__WHAT IS EXPECTED__.
Each line from the beginning of the data below through the line containing "let stdout = String::from_utf8_lossy(&output.stdout);" should be repeated exactly, please.

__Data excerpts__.
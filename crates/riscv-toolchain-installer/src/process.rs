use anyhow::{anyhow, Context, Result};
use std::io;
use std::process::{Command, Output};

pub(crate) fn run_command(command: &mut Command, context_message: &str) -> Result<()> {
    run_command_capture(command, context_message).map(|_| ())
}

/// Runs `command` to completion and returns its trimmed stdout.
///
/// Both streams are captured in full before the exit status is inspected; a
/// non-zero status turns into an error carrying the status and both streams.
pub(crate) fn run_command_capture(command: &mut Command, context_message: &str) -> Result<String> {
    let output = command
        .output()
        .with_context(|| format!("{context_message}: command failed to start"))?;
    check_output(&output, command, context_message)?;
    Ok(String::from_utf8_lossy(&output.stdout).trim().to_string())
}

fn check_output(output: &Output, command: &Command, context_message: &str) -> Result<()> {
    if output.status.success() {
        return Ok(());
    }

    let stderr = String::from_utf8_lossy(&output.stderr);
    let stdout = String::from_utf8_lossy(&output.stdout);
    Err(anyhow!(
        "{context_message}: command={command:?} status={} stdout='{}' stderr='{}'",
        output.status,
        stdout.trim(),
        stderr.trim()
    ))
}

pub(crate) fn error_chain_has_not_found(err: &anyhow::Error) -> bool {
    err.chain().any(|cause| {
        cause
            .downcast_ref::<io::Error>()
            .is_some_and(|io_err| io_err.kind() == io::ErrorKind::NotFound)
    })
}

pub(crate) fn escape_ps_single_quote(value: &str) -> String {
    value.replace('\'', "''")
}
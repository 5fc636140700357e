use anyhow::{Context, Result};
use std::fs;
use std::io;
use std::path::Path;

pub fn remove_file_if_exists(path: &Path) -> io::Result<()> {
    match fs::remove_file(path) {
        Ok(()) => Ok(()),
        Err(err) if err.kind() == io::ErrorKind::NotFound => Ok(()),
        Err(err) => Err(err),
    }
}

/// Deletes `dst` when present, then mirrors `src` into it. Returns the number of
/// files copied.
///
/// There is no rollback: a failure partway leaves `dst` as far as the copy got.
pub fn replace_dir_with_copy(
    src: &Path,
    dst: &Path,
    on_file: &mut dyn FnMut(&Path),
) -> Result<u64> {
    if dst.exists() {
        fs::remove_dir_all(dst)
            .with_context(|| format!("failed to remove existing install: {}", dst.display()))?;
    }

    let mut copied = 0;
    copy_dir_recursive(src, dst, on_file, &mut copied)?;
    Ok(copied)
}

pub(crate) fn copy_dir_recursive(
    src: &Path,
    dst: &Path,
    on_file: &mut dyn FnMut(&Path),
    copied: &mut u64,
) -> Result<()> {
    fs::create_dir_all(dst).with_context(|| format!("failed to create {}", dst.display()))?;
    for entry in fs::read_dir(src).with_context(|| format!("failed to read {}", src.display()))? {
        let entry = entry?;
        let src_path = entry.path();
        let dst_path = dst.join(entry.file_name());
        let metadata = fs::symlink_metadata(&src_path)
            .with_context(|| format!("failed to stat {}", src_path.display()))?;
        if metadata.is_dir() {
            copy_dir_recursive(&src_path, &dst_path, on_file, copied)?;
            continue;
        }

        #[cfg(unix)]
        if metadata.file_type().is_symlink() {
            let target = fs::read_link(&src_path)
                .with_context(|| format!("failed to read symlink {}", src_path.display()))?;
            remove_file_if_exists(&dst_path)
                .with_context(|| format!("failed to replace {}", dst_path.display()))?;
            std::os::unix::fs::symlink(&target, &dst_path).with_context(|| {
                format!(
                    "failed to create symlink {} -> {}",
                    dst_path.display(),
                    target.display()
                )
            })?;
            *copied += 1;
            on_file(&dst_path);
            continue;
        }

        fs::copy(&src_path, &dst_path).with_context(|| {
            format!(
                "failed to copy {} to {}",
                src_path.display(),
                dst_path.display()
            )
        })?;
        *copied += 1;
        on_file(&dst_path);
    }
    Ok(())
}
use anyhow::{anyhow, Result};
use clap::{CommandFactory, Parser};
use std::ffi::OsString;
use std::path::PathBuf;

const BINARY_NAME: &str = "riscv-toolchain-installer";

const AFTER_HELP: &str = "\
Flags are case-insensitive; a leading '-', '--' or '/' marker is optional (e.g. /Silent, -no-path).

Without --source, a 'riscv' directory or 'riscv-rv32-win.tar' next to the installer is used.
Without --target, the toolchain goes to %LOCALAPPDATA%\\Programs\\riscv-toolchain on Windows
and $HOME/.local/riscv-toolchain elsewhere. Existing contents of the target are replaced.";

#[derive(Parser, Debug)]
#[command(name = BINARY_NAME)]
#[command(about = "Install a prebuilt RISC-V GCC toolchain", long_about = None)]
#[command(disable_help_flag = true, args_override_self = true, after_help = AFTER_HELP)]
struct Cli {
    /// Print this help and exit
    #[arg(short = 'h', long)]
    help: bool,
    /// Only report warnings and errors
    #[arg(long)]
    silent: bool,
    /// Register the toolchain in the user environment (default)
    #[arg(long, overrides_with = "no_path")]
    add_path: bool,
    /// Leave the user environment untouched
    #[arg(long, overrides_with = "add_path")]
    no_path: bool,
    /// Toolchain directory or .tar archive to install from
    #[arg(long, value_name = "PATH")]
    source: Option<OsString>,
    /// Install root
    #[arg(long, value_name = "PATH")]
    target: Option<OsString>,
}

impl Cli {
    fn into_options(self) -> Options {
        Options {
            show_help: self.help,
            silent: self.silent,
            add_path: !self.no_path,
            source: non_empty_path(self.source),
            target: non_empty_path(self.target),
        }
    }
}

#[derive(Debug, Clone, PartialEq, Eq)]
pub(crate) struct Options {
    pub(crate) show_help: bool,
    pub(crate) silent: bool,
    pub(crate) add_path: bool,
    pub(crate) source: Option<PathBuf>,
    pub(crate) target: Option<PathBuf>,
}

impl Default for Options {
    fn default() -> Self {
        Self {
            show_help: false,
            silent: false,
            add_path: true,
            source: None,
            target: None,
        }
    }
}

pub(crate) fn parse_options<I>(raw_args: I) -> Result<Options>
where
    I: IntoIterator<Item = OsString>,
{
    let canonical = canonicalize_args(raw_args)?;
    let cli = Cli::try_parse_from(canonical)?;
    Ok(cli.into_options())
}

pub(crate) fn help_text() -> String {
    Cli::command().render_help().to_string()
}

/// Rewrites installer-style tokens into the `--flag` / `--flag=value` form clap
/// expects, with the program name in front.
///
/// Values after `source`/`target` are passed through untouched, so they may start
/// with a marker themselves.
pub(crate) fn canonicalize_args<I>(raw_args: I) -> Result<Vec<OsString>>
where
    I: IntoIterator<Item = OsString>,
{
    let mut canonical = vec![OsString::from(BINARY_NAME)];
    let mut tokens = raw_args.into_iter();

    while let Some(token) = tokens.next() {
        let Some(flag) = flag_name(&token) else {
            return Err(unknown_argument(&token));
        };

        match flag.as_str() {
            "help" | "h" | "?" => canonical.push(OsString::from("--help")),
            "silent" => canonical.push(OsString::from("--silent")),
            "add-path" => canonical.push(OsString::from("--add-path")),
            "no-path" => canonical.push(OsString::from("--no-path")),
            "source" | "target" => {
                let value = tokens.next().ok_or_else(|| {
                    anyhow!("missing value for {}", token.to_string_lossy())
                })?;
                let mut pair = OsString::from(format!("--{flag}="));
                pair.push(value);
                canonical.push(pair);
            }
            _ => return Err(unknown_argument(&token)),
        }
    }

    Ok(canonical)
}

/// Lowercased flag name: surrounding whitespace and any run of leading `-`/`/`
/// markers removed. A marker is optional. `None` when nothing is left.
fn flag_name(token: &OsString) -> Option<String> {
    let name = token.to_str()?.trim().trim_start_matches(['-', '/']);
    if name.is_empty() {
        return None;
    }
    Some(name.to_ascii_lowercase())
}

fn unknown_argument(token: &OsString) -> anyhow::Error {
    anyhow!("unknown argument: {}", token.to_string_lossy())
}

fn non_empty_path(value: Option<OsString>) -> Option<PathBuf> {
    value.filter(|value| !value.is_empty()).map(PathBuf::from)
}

__RESULT OF THE EXERCISE__.
filename crates/riscv-toolchain-installer/src/process.rs
use anyhow::{anyhow, Context, Result};
use std::io;
use std::process::{Command, Output};

pub(crate) fn run_command(command: &mut Command, context_message: &str) -> Result<()> {
    run_command_capture(command, context_message).map(|_| ())
}

/// Runs `command` to completion and returns its trimmed stdout.
///
/// Both streams are captured in full before the exit status is inspected; a
/// non-zero status turns into an error carrying the status and both streams.
pub(crate) fn run_command_capture(command: &mut Command, context_message: &str) -> Result<String> {
    let output = command
        .output()
        .with_context(|| format!("{context_message}: command failed to start"))?;
    check_output(&output, command, context_message)?;
    Ok(String::from_utf8_lossy(&output.stdout).trim().to_string())
}

fn check_output(output: &Output, command: &Command, context_message: &str) -> Result<()> {
    if output.status.success() {
        return Ok(());
    }

    let stderr = String::from_utf8_lossy(&output.stderr);
    let stdout = String::from_utf8_lossy(&output.stdout);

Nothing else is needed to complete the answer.